**Work order**
For every line in the records that has the word "user", make a copy.

**Exercise data**

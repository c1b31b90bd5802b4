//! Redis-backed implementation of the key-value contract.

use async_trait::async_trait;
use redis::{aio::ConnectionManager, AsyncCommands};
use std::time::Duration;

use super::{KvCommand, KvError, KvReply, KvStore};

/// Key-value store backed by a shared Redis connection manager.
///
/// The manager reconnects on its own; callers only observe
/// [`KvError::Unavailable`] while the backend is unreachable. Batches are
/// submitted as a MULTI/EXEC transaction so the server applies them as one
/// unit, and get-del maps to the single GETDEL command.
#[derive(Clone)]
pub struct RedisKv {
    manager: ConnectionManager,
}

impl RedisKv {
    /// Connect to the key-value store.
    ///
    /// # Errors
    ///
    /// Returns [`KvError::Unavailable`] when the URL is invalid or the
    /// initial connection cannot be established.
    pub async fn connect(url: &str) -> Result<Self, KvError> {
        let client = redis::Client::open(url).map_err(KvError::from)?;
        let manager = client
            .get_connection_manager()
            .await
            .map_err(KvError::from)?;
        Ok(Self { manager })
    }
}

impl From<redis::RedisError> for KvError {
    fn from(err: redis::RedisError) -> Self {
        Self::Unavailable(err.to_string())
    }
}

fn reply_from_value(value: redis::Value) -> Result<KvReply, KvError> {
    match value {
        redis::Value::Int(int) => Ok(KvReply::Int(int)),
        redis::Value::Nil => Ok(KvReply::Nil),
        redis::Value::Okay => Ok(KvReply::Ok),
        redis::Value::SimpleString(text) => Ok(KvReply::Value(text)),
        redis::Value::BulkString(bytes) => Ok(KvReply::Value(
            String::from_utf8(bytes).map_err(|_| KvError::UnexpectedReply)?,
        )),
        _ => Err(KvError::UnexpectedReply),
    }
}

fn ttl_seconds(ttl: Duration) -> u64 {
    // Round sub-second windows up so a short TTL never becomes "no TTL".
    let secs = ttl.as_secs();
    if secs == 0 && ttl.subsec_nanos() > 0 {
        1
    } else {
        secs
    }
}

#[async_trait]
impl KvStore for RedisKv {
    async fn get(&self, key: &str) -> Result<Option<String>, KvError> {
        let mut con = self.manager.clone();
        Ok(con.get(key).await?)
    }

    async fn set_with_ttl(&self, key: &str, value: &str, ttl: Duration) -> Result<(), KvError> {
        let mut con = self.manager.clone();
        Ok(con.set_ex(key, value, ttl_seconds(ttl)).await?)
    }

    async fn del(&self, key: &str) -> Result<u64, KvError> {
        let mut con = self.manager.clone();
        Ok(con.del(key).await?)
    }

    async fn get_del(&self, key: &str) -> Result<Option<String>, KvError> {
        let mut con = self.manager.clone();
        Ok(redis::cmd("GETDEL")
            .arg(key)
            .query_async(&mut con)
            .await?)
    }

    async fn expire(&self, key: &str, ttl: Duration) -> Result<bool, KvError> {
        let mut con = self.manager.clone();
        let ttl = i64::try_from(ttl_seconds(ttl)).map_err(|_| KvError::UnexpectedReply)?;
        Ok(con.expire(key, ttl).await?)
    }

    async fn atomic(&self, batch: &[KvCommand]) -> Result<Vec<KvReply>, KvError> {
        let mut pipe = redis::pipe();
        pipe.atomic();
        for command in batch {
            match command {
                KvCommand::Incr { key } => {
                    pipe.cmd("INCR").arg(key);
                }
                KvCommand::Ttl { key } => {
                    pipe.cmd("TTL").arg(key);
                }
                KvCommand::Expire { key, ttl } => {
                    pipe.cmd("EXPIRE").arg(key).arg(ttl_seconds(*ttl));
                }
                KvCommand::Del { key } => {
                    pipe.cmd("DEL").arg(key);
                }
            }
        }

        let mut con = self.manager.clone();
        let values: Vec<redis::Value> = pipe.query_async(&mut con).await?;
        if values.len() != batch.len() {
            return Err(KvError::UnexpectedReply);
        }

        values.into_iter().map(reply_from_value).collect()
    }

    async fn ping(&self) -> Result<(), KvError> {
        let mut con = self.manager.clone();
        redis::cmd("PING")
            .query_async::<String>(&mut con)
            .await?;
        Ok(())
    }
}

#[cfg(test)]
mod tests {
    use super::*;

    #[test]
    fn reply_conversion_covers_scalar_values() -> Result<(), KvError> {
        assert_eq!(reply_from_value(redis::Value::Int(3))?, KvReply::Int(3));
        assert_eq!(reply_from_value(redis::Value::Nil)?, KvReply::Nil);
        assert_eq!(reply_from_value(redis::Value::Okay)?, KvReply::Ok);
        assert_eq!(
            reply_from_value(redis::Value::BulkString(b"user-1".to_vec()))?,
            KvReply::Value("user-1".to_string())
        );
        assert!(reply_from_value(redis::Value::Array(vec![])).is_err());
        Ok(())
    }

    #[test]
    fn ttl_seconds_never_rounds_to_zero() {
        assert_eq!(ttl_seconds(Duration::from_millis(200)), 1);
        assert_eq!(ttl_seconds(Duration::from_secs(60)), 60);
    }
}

==

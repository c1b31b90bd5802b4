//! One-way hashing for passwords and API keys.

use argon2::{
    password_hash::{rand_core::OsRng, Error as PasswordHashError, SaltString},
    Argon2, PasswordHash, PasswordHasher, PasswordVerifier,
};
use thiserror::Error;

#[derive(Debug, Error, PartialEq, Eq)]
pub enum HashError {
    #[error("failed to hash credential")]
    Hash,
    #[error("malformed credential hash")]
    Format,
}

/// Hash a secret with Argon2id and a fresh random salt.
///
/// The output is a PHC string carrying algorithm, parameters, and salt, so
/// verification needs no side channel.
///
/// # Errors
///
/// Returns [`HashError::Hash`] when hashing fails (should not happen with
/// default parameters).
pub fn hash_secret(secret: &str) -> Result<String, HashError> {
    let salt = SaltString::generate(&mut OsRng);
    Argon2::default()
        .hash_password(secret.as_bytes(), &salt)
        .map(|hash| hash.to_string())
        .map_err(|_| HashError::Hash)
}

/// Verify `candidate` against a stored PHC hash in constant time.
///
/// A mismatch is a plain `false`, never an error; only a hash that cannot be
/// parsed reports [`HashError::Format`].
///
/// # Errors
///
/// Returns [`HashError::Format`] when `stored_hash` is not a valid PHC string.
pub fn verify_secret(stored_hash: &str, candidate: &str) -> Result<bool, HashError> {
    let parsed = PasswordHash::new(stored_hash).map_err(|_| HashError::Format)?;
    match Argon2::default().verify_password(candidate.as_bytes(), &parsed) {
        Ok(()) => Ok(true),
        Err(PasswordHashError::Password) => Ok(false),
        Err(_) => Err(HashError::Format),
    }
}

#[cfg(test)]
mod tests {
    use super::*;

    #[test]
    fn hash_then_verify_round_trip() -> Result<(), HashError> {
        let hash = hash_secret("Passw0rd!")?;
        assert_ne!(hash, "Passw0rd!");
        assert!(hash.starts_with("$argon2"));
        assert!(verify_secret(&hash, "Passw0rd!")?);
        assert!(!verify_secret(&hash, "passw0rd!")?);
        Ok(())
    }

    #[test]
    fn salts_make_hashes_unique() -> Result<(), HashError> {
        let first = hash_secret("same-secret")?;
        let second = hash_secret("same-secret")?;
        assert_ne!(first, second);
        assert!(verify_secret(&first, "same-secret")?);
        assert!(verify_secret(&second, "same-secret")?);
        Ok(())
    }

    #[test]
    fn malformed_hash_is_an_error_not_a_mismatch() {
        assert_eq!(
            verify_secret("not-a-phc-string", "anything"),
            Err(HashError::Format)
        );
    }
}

**Answer to this problem**
            reply_from_value(redis::Value::BulkString(b"user-1".to_vec()))?,
            KvReply::Value("user-1".to_string())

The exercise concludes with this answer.